Third Sunday after The Epiphany - January 23, 2004

The Rev. Dayle Casey
The Chapel of Our Saviour
Colorado Springs, Colorado
January 23, 2004

3 Epiphany - A
Amos 3:1-8
1 Corinthians 1:10-17
Matthew 4:12-23


       When Jesus heard that John the Baptist had been arrested, he went to Galilee. That's way "up north," near the border where there were many who were unclean, many who were sick and infirm, many foreigners and many possessed by demons. It was, Matthew says, in "the land of the shadow of death" where Jesus called Andrew and Peter and James and John to be his disciples. And they left their fishing and their fathers and followed Jesus. Jesus did this, Matthew says, to fulfill the words of the prophet Isaiah, who said that light has dawned on those "who live in the land of the shadow of death."

       Have you ever been to the land of the shadow of death? Some of you have, I know, because we've gone there together, to Haiti. But there are lots of places in the world where death casts its shadow, some places in Asia, some in Africa and South America, some in the inner cities of our own land, even in Colorado Springs, even in Broadmoor.

       But it was in Haiti that I have seen death most vividly. And Haiti is where I saw the bottle. A beer bottle, it was. It could have been any kind of bottle - a rum bottle, an old medicine bottle, even, as I have seen on occasion, a discarded STP gas treatment bottle. But this bottle was a beer bottle.

       When I first saw the bottle, it came from a small bandana satchel held by a young boy who was fast asleep on the dirt floor of the clinic. He was holding his mother's satchel for her, the little bag in which peasant women in Haiti carry their valuables.

       The bottle contained water, not beer, when I saw it, and it had a stopper made from an old corn cob. The water was for the woman and her son to drink as they walked the hot miles in the sun to the clinic and as they waited the long hours for the doctor.

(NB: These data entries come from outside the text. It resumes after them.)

use astrolabe::chart::{ChartError, ValidationError};
use astrolabe::rendering::RenderError;
use serde_json::json;
use thiserror::Error;

/// Request failures, each with a fixed HTTP status.
#[derive(Error, Debug)]
pub enum ApiError {
    #[error("Invalid place name")]
    InvalidPlace,
    #[error("{0}")]
    BadRequest(String),
    #[error("Not found: {0}")]
    NotFound(String),
    #[error("Method {0} not allowed")]
    MethodNotAllowed(String),
    #[error("Geocoding service unavailable: {0}")]
    BadGateway(String),
    #[error("{0}")]
    Internal(String),
}

impl ApiError {
    pub fn status(&self) -> u16 {
        match self {
            ApiError::InvalidPlace | ApiError::BadRequest(_) => 400,
            ApiError::NotFound(_) => 404,
            ApiError::MethodNotAllowed(_) => 405,
            ApiError::Internal(_) => 500,
            ApiError::BadGateway(_) => 502,
        }
    }

    /// `{"error": message}`
    pub fn body(&self) -> serde_json::Value {
        json!({ "error": self.to_string() })
    }
}

impl From<ValidationError> for ApiError {
    fn from(e: ValidationError) -> Self {
        ApiError::BadRequest(e.to_string())
    }
}

impl From<ChartError> for ApiError {
    fn from(e: ChartError) -> Self {
        match e {
            ChartError::InvalidPlace(_) => ApiError::InvalidPlace,
            ChartError::Validation(e) => e.into(),
            ChartError::Ephemeris(e) => ApiError::Internal(e.to_string()),
            ChartError::Geocode(e) => ApiError::BadGateway(e.to_string()),
        }
    }
}

impl From<RenderError> for ApiError {
    fn from(e: RenderError) -> Self {
        ApiError::Internal(e.to_string())
    }
}

#[cfg(test)]
mod tests {
    use super::*;
    use astrolabe::geocode::GeocodeError;

    #[test]
    fn chart_errors_map_to_statuses() {
        let invalid: ApiError = ChartError::InvalidPlace("Atlantis".into()).into();
        assert_eq!(invalid.status(), 400);
        assert_eq!(invalid.body(), json!({"error": "Invalid place name"}));

        let bad_time: ApiError = ChartError::Validation(ValidationError::Time("7pm".into())).into();
        assert_eq!(bad_time.status(), 400);

        let upstream: ApiError = ChartError::Geocode(GeocodeError::Status { status: 503 }).into();
        assert_eq!(upstream.status(), 502);

        let render: ApiError = RenderError::Pixmap { width: 0, height: 0 }.into();
        assert_eq!(render.status(), 500);
    }
}
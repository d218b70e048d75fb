//! Day-by-day transits against a natal chart, and the weekly digest built from them.

use crate::aspects::AspectRecord;
use crate::chart::assembler::ChartAssembler;
use crate::chart::data::{round2, Chart};
use crate::chart::transit::TransitAspect;
use crate::ephemeris::{Body, EphemerisError, PlanetPosition};
use crate::western::{get_sign_index, get_sign_name};
use serde::Serialize;
use std::collections::{BTreeMap, BTreeSet};

pub const DAYS_PER_WEEK: usize = 7;

/// Transits for one day against a natal chart
#[derive(Debug, Clone, PartialEq)]
pub struct DailySnapshot {
    pub jd: f64,
    pub transits: BTreeMap<Body, PlanetPosition>,
    /// Transiting body first, natal body second
    pub aspects: Vec<AspectRecord>,
    /// Natal house of each house-tracked transiting body
    pub houses: BTreeMap<Body, u8>,
}

/// One snapshot per day at `start_jd + i` for `days` days.
pub fn daily_snapshots(
    assembler: &ChartAssembler<'_>,
    natal: &Chart,
    start_jd: f64,
    days: usize,
) -> Result<Vec<DailySnapshot>, EphemerisError> {
    (0..days)
        .map(|i| {
            let jd = start_jd + i as f64;
            let transits = assembler.positions_at(jd)?;
            let aspects = assembler
                .calculator()
                .cross_aspects(&transits, &natal.positions);
            let houses = Body::HOUSE_TRACKED
                .iter()
                .filter_map(|body| {
                    let lon = transits.get(body)?.lon;
                    natal.house_of(lon).map(|house| (*body, house))
                })
                .collect();

            Ok(DailySnapshot {
                jd,
                transits,
                aspects,
                houses,
            })
        })
        .collect()
}

#[derive(Debug, Clone, Serialize)]
pub struct Focus {
    pub planet: Body,
    pub house: Option<u8>,
}

#[derive(Debug, Clone, Serialize)]
pub struct MoonDay {
    pub day_index: usize,
    pub degree: f64,
    pub sign: &'static str,
}

#[derive(Debug, Clone, Serialize)]
pub struct ActiveHouse {
    pub house: u8,
}

#[derive(Debug, Clone, Serialize)]
pub struct WeeklyForecast {
    pub start_of_week: String,
    pub focus: Focus,
    pub moon_by_day: Vec<MoonDay>,
    pub aspects: Vec<TransitAspect>,
    pub slow_planets: Vec<TransitAspect>,
    pub active_houses: Vec<ActiveHouse>,
}

impl WeeklyForecast {
    pub fn from_snapshots(start_of_week: &str, snapshots: &[DailySnapshot]) -> Self {
        let focus = Focus {
            planet: Body::Sun,
            house: snapshots
                .first()
                .and_then(|day| day.houses.get(&Body::Sun).copied()),
        };

        let moon_by_day = snapshots
            .iter()
            .enumerate()
            .filter_map(|(day_index, day)| {
                let moon = day.transits.get(&Body::Moon)?.lon;
                Some(MoonDay {
                    day_index,
                    degree: round2(moon),
                    sign: get_sign_name(get_sign_index(moon)),
                })
            })
            .collect();

        let records: Vec<&AspectRecord> = snapshots.iter().flat_map(|day| &day.aspects).collect();
        let aspects = records.iter().map(|r| TransitAspect::from(*r)).collect();
        let slow_planets = records
            .iter()
            .filter(|r| r.first.is_slow())
            .map(|r| TransitAspect::from(*r))
            .collect();

        let active: BTreeSet<u8> = snapshots
            .iter()
            .flat_map(|day| day.houses.values().copied())
            .collect();

        Self {
            start_of_week: start_of_week.to_string(),
            focus,
            moon_by_day,
            aspects,
            slow_planets,
            active_houses: active.into_iter().map(|house| ActiveHouse { house }).collect(),
        }
    }
}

       My job that day was to give the children worm medicine - an awful job because, like children everywhere, they don't like it, and they spit it out all over themselves, and all over you. So if a child puts up too much fuss, you ask the mother if she has a bottle, and then you put the worm medicine in the bottle, and she takes it home to give it to her child later.

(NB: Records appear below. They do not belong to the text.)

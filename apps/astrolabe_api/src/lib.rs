//! HTTP front end for the astrolabe chart engine.

pub mod error;
pub mod query;
pub mod routes;
pub mod server;

pub use error::ApiError;
pub use routes::{App, Reply, Route};

use anyhow::Context;
use astrolabe::chart::{ChartService, ChartSettings};
use astrolabe::ephemeris::parse_house_system;
use astrolabe::rendering::{ChartSpecGenerator, PngRenderer, VisualConfig};
use astrolabe::western::RulerConvention;
use astrolabe::{GeocoderSettings, NominatimGeocoder, OrbPolicy, SwissEphemerisAdapter};
use astrolabe_config::ServiceConfig;
use std::sync::Arc;
use std::time::Duration;

impl App {
    /// Wire the Swiss Ephemeris, Nominatim and the PNG renderer from config.
    pub fn from_config(cfg: &ServiceConfig) -> anyhow::Result<Self> {
        let house_system = parse_house_system(&cfg.ephemeris.house_system)?;
        let rulers = RulerConvention::from_name(&cfg.rulers.convention)
            .with_context(|| format!("unknown ruler convention {:?}", cfg.rulers.convention))?;
        let settings = ChartSettings {
            house_system,
            orbs: OrbPolicy {
                default_orb: cfg.aspects.default_orb,
                luminary_orb: cfg.aspects.luminary_orb,
            },
            rulers,
        };

        let ephemeris = SwissEphemerisAdapter::new(cfg.ephemeris.path.clone())
            .context("failed to initialise Swiss Ephemeris")?;
        if ephemeris.ephemeris_path().is_none() {
            log::warn!("No ephemeris path set, positions use the built-in Moshier theory");
        }
        let geocoder = NominatimGeocoder::new(&GeocoderSettings {
            endpoint: cfg.geocoder.endpoint.clone(),
            user_agent: cfg.geocoder.user_agent.clone(),
            timeout: Duration::from_secs(cfg.geocoder.timeout_secs),
        })
        .context("failed to build geocoder client")?;

        let visual = VisualConfig::default();
        let renderer = PngRenderer::new(&visual.font_family);
        let service = ChartService::new(Arc::new(ephemeris), Arc::new(geocoder), settings);

        log::info!(
            "Chart settings: houses={:?} rulers={:?} orbs={}/{}",
            settings.house_system,
            settings.rulers,
            settings.orbs.default_orb,
            settings.orbs.luminary_orb
        );
        Ok(App::new(
            service,
            Arc::new(renderer),
            ChartSpecGenerator::new(),
            (cfg.render.width, cfg.render.height),
        ))
    }
}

       That's what happened that day. The little boy wouldn't take his medicine, so I asked his mother if she had a bottle, and she pulled the beer bottle out of her satchel. First, she gave her son a drink, then she took a drink herself. Then she shook the remaining drops of water out onto the ground, and I watched as two or three insects tumbled out as well. Then I poured in the medicine, and she corked the bottle with the corn cob and took the medicine home to give to her child.

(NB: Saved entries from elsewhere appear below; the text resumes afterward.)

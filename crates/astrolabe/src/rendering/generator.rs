use crate::aspects::AspectRecord;
use crate::chart::Chart;
use crate::ephemeris::Body;
use crate::rendering::primitives::{Baseline, Color, LineStyle, Point, Shape, Stroke, TextAnchor};
use crate::rendering::spec::{ChartSpec, WheelKind};
use crate::rendering::visual_config::{GlyphConfig, VisualConfig, LEGEND_ORDER};
use crate::western::{SIGN_GLYPHS, SIGN_NAMES};

/// Cusp labels for the four angles, by cusp index
const ANGLE_LABELS: [(usize, &str); 4] = [(0, "ASC"), (3, "IC"), (6, "DSC"), (9, "MC")];

/// Radii in units of the wheel radius
mod radius {
    pub const ZODIAC: f32 = 1.33;
    pub const OUTER: f32 = 1.08;
    pub const CUSP_LABEL: f32 = 0.7;
    pub const BODY: f32 = 1.0;
    pub const BODY_STEP: f32 = 0.04;
    pub const ASPECT: f32 = 1.0;
    pub const ASPECT_SYMBOL: f32 = 0.9;
    pub const RULER: f32 = 1.13;

    pub const INNER_BODY: f32 = 0.98;
    pub const OUTER_BODY: f32 = 1.12;
    pub const BI_STEP: f32 = 0.01;
    pub const SECOND_CUSP_START: f32 = 1.09;
    pub const SECOND_CUSP_END: f32 = 1.18;
    pub const SECOND_CUSP_LABEL: f32 = 1.21;
    pub const BI_ASPECT_SYMBOL: f32 = 1.05;
}

/// Text placement, before it becomes a [`Shape::Text`]
struct Label<'a> {
    content: &'a str,
    size: f32,
    color: Color,
    baseline: Baseline,
    bold: bool,
}

/// ChartSpec generator - converts charts to drawable shape lists
pub struct ChartSpecGenerator {
    visual_config: VisualConfig,
    glyph_config: GlyphConfig,
}

impl ChartSpecGenerator {
    /// Create a new generator with default configs
    pub fn new() -> Self {
        Self {
            visual_config: VisualConfig::default(),
            glyph_config: GlyphConfig::default(),
        }
    }

    /// Create a generator with custom configs
    pub fn with_configs(visual_config: VisualConfig, glyph_config: GlyphConfig) -> Self {
        Self {
            visual_config,
            glyph_config,
        }
    }

    pub fn visual_config(&self) -> &VisualConfig {
        &self.visual_config
    }

    /// Single wheel: zodiac, cusps, bodies, aspect chords and house rulers.
    pub fn natal_wheel(&self, chart: &Chart, width: f32, height: f32) -> ChartSpec {
        let vc = &self.visual_config;
        let glyphs = self.glyph_config.scaled(width);
        let mut spec = self.blank(width, height, WheelKind::Natal);

        self.zodiac_labels(&mut spec, &glyphs);

        for (i, cusp) in chart.houses.cusps.iter().enumerate() {
            spec.push(Shape::Line {
                from: spec.polar(*cusp, 0.0),
                to: spec.polar(*cusp, radius::OUTER),
                stroke: Stroke::styled(vc.cusp_color, 1.0, LineStyle::Dashed),
            });
            let number = (i + 1).to_string();
            let content = ANGLE_LABELS
                .iter()
                .find(|(idx, _)| *idx == i)
                .map(|(_, label)| *label)
                .unwrap_or(number.as_str());
            self.text(&mut spec, *cusp, radius::CUSP_LABEL, Label {
                content,
                size: glyphs.label_size * 1.3,
                color: vc.cusp_label_color,
                baseline: Baseline::Middle,
                bold: true,
            });
        }

        spec.push(Shape::Circle {
            center: spec.center,
            radius: radius::OUTER * spec.unit_radius,
            fill: None,
            stroke: Some(Stroke::solid(vc.circle_color, 1.5)),
        });

        for (idx, (body, pos)) in chart.positions.iter().enumerate() {
            let r = radius::BODY - radius::BODY_STEP * idx as f32;
            let color = if pos.retrograde {
                vc.retrograde_color
            } else {
                vc.direct_color
            };
            self.body_labels(&mut spec, &glyphs, *body, pos.lon, r, color, -1.0);
            if pos.retrograde {
                self.text(&mut spec, pos.lon, r - 0.135, Label {
                    content: "℞",
                    size: glyphs.degree_size * 1.6,
                    color: vc.retrograde_color,
                    baseline: Baseline::Top,
                    bold: false,
                });
            }
        }

        for aspect in &chart.aspects {
            let (Some(a1), Some(a2)) = (chart.longitude(aspect.first), chart.longitude(aspect.second)) else {
                continue;
            };
            let color = vc.aspect_color(aspect.kind);
            spec.push(Shape::Line {
                from: spec.polar(a1, radius::ASPECT),
                to: spec.polar(a2, radius::ASPECT),
                stroke: Stroke::solid(color.with_alpha(0.8), 1.0),
            });
            self.text(&mut spec, (a1 + a2) / 2.0, radius::ASPECT_SYMBOL, Label {
                content: aspect.kind.symbol(),
                size: glyphs.aspect_symbol_size,
                color,
                baseline: Baseline::Middle,
                bold: true,
            });
        }

        for ruler in &chart.house_rulers {
            let Some(degree) = ruler.ruler_degree else {
                continue;
            };
            spec.push(Shape::Marker {
                center: spec.polar(degree, radius::RULER),
                size: glyphs.label_size,
                color: vc.ruler_color,
            });
            self.text(&mut spec, degree, radius::RULER + 0.03, Label {
                content: ruler.ruler.name(),
                size: glyphs.label_size,
                color: vc.ruler_color,
                baseline: Baseline::Bottom,
                bold: true,
            });
            let house = ruler.house.to_string();
            self.text(&mut spec, degree, radius::RULER + 0.06, Label {
                content: &house,
                size: glyphs.degree_size * 1.3,
                color: vc.ruler_color,
                baseline: Baseline::Bottom,
                bold: false,
            });
        }

        self.legend(&mut spec, &glyphs, None);
        spec.metadata.aspect_count = chart.aspects.len();
        spec
    }

    /// Bi-wheel: chart 1 inside, chart 2 outside, cross aspects between them.
    ///
    /// `aspects` carry chart 1 bodies as `first` and chart 2 bodies as `second`.
    pub fn synastry_wheel(
        &self,
        chart1: &Chart,
        chart2: &Chart,
        aspects: &[AspectRecord],
        width: f32,
        height: f32,
    ) -> ChartSpec {
        let vc = &self.visual_config;
        let glyphs = self.glyph_config.scaled(width);
        let mut spec = self.blank(width, height, WheelKind::Synastry);

        self.zodiac_labels(&mut spec, &glyphs);

        for (i, cusp) in chart1.houses.cusps.iter().enumerate() {
            spec.push(Shape::Line {
                from: spec.polar(*cusp, 0.0),
                to: spec.polar(*cusp, radius::OUTER),
                stroke: Stroke::styled(vc.cusp_color.with_alpha(0.7), 1.0, LineStyle::Dashed),
            });
            let number = (i + 1).to_string();
            self.text(&mut spec, *cusp, radius::CUSP_LABEL, Label {
                content: &number,
                size: glyphs.label_size * 1.2,
                color: vc.cusp_label_color,
                baseline: Baseline::Middle,
                bold: false,
            });
        }

        for (i, cusp) in chart2.houses.cusps.iter().enumerate() {
            spec.push(Shape::Line {
                from: spec.polar(*cusp, radius::SECOND_CUSP_START),
                to: spec.polar(*cusp, radius::SECOND_CUSP_END),
                stroke: Stroke::styled(vc.second_cusp_color.with_alpha(0.7), 1.0, LineStyle::Dotted),
            });
            let number = (i + 1).to_string();
            self.text(&mut spec, *cusp, radius::SECOND_CUSP_LABEL, Label {
                content: &number,
                size: glyphs.label_size * 1.1,
                color: vc.second_cusp_color,
                baseline: Baseline::Middle,
                bold: false,
            });
        }

        for (idx, (body, pos)) in chart1.positions.iter().enumerate() {
            let r = radius::INNER_BODY - radius::BI_STEP * idx as f32;
            self.body_labels(&mut spec, &glyphs, *body, pos.lon, r, vc.first_body_color, -0.75);
        }
        for (idx, (body, pos)) in chart2.positions.iter().enumerate() {
            let r = radius::OUTER_BODY - radius::BI_STEP * idx as f32;
            self.body_labels(&mut spec, &glyphs, *body, pos.lon, r, vc.second_body_color, 0.75);
        }

        for aspect in aspects {
            let (Some(d1), Some(d2)) = (chart1.longitude(aspect.first), chart2.longitude(aspect.second)) else {
                continue;
            };
            let color = vc.aspect_color(aspect.kind).with_alpha(0.7);
            spec.push(Shape::Line {
                from: spec.polar(d1, radius::INNER_BODY),
                to: spec.polar(d2, radius::OUTER_BODY),
                stroke: Stroke::solid(color, 1.5),
            });
            self.text(&mut spec, (d1 + d2) / 2.0, radius::BI_ASPECT_SYMBOL, Label {
                content: aspect.kind.symbol(),
                size: glyphs.aspect_symbol_size,
                color,
                baseline: Baseline::Middle,
                bold: true,
            });
        }

        self.legend(&mut spec, &glyphs, Some("Synastry Aspects"));
        spec.metadata.aspect_count = aspects.len();
        spec
    }

    fn blank(&self, width: f32, height: f32, kind: WheelKind) -> ChartSpec {
        let mut spec = ChartSpec::new(width, height, kind);
        spec.background_color = self.visual_config.background_color;
        spec
    }

    fn zodiac_labels(&self, spec: &mut ChartSpec, glyphs: &GlyphConfig) {
        for i in 0..12 {
            let angle = i as f64 * 30.0 + 15.0;
            let color = self.visual_config.zodiac_colors[i];
            self.text(spec, angle, radius::ZODIAC, Label {
                content: SIGN_GLYPHS[i],
                size: glyphs.zodiac_size,
                color,
                baseline: Baseline::Bottom,
                bold: false,
            });
            self.text(spec, angle, radius::ZODIAC, Label {
                content: SIGN_NAMES[i],
                size: glyphs.zodiac_size,
                color,
                baseline: Baseline::Top,
                bold: false,
            });
        }
    }

    /// Glyph, name and degree of one body. `direction` is -1 to stack the
    /// captions towards the centre, +1 to stack them outwards.
    #[allow(clippy::too_many_arguments)]
    fn body_labels(
        &self,
        spec: &mut ChartSpec,
        glyphs: &GlyphConfig,
        body: Body,
        lon: f64,
        r: f32,
        color: Color,
        direction: f32,
    ) {
        let caption_baseline = if direction < 0.0 {
            Baseline::Top
        } else {
            Baseline::Bottom
        };
        self.text(spec, lon, r, Label {
            content: body.glyph(),
            size: glyphs.body_size,
            color,
            baseline: Baseline::Middle,
            bold: true,
        });
        self.text(spec, lon, r + direction * 0.06, Label {
            content: body.name(),
            size: glyphs.label_size,
            color,
            baseline: caption_baseline,
            bold: false,
        });
        let degree = format!("{:.1}°", lon);
        self.text(spec, lon, r + direction * 0.10, Label {
            content: &degree,
            size: glyphs.degree_size,
            color,
            baseline: caption_baseline,
            bold: false,
        });
    }

    fn legend(&self, spec: &mut ChartSpec, glyphs: &GlyphConfig, title: Option<&str>) {
        let size = glyphs.legend_size;
        let row = size * 1.6;
        let margin = size;
        let box_width = size * 10.0;
        let rows = LEGEND_ORDER.len() as f32 + if title.is_some() { 1.0 } else { 0.0 };
        let origin = Point {
            x: spec.width - box_width - margin,
            y: margin,
        };

        spec.push(Shape::Rect {
            origin,
            width: box_width,
            height: rows * row + size * 0.6,
            fill: Some(Color::WHITE.with_alpha(0.8)),
            stroke: Some(Stroke::solid(Color::rgb(204, 204, 204), 1.0)),
        });

        let mut y = origin.y + row * 0.5 + size * 0.3;
        if let Some(title) = title {
            spec.push(Shape::Text {
                position: Point {
                    x: origin.x + box_width / 2.0,
                    y,
                },
                content: title.to_string(),
                size,
                color: Color::BLACK,
                anchor: TextAnchor::Middle,
                baseline: Baseline::Middle,
                bold: false,
            });
            y += row;
        }

        for kind in LEGEND_ORDER {
            let color = self.visual_config.aspect_color(kind);
            let x = origin.x + size * 0.5;
            spec.push(Shape::Line {
                from: Point { x, y },
                to: Point { x: x + size * 1.6, y },
                stroke: Stroke::solid(color, 2.0),
            });
            spec.push(Shape::Text {
                position: Point {
                    x: x + size * 2.1,
                    y,
                },
                content: format!("{} {}", kind.symbol(), kind.name()),
                size,
                color: Color::BLACK,
                anchor: TextAnchor::Start,
                baseline: Baseline::Middle,
                bold: false,
            });
            y += row;
        }
    }

    fn text(&self, spec: &mut ChartSpec, angle: f64, r: f32, label: Label<'_>) {
        let position = spec.polar(angle, r);
        spec.push(Shape::Text {
            position,
            content: label.content.to_string(),
            size: label.size,
            color: label.color,
            anchor: TextAnchor::Middle,
            baseline: label.baseline,
            bold: label.bold,
        });
    }
}

impl Default for ChartSpecGenerator {
    fn default() -> Self {
        Self::new()
    }
}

       Medicine in rural Haiti is like that. Sterility as we know it here just doesn't exist, because it's not possible. There is no equipment, there are too few doctors, and often there is no medicine in any event. But the children have worms, and we had worm medicine, and the woman had her bottle, and one does what is possible.

       Then there was the rock. It was a big, heavy rock. It was sitting on the top of a big pile of rocks in the village of Jeannette in Haiti. There were fifteen or sixteen piles of rocks by the side of the church. I asked what the rocks were for, and I was told that the particular rock I was interested in began its story a mile or two from the church. Earlier that Sunday morning it was sitting on a hillside doing what rocks do when a young boy picked it up on his way to church. And the boy brought it to church that morning. Barefoot, up and down the hills over the hard dirt paths, he carried it to church as his offering to God that week.

       You see, the people of rural Haiti have no money, but they bring what they have, in thanksgiving and hope, and offer it to God. And week after week the rocks were offered for the foundation of the school the church hoped to build one day.

       These are two images of life and disease and death and hope in Haiti I have carried with me for years. Most Haitians live, literally, in "the land of the shadow of death," in what amounts to the inner city of God's world. The poverty is grinding. Infant mortality - I forget the exact figure - is unbelievable by American standards. Women, as a matter of course, have six or eight children, or more, in the hope that two or three will survive past age five. Malnutrition is simply expected as a way of life for adults and children alike, and it is what most die of. Disease is a faithful partner in life, and there is little or no medical care outside Port-au-Prince and two or three hospitals elsewhere.

       A few in Haiti live in luxury. But most live in hovels, in indescribable slums in Port-au-Prince, but in somewhat better conditions in the countryside. In the countryside, they mostly live in one-room wattle houses with banana-leaf roofs but where the dirt floor is at least usually dry and not soaked with sewage like dirt floors in the slums of Port-au-Prince, and where the cockroaches and tarantulas and rats, though large, are also largely harmless.

       Among those who have jobs, which is only about half the people in Haiti (maybe not that many), some make a few hundred dollars a year. None of it is dependable.

       Measured by Haitian standards, you see, there are no poor in El Paso County. For most in rural Haiti, there simply is no money. And if the people in areas like these are to have school - which, apart from God, is their greatest hope - then the schools have to be built and maintained with the help of people like us who have money to spare. And if they are to have medical services, they have to be provided through the help of those who have medicine to share.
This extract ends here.